====== ENTRIES SHOWN
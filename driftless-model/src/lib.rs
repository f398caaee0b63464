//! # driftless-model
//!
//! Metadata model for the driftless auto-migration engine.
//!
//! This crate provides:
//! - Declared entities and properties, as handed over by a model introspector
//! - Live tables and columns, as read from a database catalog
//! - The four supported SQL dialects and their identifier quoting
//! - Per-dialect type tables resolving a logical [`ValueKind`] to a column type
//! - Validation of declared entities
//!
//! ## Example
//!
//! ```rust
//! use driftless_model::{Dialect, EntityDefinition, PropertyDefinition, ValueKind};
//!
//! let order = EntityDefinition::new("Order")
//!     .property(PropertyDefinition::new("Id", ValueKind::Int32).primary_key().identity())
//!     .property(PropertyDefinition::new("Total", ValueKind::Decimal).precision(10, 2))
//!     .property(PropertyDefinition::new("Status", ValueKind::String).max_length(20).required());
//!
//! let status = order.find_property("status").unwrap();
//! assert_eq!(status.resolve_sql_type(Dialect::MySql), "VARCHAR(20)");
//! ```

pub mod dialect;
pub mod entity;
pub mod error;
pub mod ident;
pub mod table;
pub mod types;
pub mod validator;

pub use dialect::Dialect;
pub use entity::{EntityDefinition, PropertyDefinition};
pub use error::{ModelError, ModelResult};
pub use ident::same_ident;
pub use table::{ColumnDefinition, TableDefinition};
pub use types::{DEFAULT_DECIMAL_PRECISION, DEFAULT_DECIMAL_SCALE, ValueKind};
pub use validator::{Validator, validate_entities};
============
====== ENTRIES SHOWN
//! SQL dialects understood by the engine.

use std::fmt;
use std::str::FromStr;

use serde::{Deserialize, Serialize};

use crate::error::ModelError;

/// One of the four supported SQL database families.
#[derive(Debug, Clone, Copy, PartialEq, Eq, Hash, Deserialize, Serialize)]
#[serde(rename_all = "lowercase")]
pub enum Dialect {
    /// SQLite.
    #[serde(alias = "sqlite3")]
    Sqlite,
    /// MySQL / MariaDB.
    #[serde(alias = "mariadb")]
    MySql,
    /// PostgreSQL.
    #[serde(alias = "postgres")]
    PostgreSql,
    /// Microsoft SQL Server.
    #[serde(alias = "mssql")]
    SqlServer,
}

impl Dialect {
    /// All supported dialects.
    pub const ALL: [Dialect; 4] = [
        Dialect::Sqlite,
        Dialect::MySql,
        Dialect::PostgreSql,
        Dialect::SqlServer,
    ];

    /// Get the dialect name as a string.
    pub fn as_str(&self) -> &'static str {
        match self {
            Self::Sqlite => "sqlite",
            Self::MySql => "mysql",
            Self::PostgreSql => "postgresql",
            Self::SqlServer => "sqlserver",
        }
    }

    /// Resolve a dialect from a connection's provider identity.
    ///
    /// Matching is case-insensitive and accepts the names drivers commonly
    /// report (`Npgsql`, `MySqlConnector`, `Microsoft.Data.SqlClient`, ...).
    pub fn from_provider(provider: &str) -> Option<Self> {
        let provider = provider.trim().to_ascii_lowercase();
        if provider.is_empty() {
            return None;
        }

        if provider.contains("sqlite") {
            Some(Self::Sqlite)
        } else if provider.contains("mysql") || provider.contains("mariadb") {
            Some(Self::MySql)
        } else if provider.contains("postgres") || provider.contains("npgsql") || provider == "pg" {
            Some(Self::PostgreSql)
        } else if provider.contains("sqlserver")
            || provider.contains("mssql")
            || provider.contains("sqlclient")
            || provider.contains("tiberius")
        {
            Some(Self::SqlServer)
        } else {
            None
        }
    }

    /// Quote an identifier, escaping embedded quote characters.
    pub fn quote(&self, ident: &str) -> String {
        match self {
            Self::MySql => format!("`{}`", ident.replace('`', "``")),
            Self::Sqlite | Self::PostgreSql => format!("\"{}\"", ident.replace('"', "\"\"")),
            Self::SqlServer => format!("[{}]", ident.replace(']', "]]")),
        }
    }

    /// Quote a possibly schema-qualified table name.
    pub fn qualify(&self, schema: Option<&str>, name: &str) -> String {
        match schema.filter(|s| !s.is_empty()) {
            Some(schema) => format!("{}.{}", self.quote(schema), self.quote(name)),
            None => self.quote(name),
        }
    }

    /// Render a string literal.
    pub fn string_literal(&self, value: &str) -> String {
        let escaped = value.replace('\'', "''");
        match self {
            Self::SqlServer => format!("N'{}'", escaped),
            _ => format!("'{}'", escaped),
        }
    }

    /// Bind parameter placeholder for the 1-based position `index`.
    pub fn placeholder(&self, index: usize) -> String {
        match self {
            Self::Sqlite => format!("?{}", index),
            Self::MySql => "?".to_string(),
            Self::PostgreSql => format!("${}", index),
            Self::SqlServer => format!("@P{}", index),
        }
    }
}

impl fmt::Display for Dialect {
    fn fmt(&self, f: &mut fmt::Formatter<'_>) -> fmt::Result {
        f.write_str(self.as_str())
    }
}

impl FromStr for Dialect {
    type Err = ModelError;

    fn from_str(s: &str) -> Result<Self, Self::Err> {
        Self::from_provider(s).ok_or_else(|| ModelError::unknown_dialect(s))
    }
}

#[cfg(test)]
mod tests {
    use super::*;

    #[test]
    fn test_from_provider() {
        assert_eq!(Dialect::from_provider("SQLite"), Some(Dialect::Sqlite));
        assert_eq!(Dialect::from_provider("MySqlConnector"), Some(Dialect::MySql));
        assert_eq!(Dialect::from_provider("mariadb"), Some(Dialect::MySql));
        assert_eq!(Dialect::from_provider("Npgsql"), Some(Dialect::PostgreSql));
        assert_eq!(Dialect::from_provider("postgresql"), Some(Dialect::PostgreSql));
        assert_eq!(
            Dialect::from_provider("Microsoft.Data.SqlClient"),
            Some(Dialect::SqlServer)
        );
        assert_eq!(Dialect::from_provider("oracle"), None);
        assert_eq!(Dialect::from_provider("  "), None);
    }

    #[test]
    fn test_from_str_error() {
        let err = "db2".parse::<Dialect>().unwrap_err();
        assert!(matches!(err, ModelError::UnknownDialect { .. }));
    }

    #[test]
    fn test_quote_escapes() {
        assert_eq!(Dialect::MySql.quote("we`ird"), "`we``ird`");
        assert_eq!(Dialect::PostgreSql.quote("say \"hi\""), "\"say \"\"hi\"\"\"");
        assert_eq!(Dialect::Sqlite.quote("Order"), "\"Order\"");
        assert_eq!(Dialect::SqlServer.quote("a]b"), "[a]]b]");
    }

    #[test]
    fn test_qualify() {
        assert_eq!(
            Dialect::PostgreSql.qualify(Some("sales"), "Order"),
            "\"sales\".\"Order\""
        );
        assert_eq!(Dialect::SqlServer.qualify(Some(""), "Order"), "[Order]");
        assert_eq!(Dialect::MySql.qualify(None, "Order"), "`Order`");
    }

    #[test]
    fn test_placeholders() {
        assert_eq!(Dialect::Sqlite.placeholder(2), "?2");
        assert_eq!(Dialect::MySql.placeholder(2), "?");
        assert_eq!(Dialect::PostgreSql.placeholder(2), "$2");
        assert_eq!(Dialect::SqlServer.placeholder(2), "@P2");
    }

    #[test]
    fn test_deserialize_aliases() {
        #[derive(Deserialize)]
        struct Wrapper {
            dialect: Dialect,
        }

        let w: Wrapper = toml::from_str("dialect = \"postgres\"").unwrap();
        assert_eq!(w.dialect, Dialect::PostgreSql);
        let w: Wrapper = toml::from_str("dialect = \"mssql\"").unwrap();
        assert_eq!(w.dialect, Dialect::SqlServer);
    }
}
============
**AIM OF THE EXERCISE**
In the records above, locate each line with the word "types". Copy all such lines.

**REPLY TO THE EXERCISE**
pub mod types;
pub use types::{DEFAULT_DECIMAL_PRECISION, DEFAULT_DECIMAL_SCALE, ValueKind};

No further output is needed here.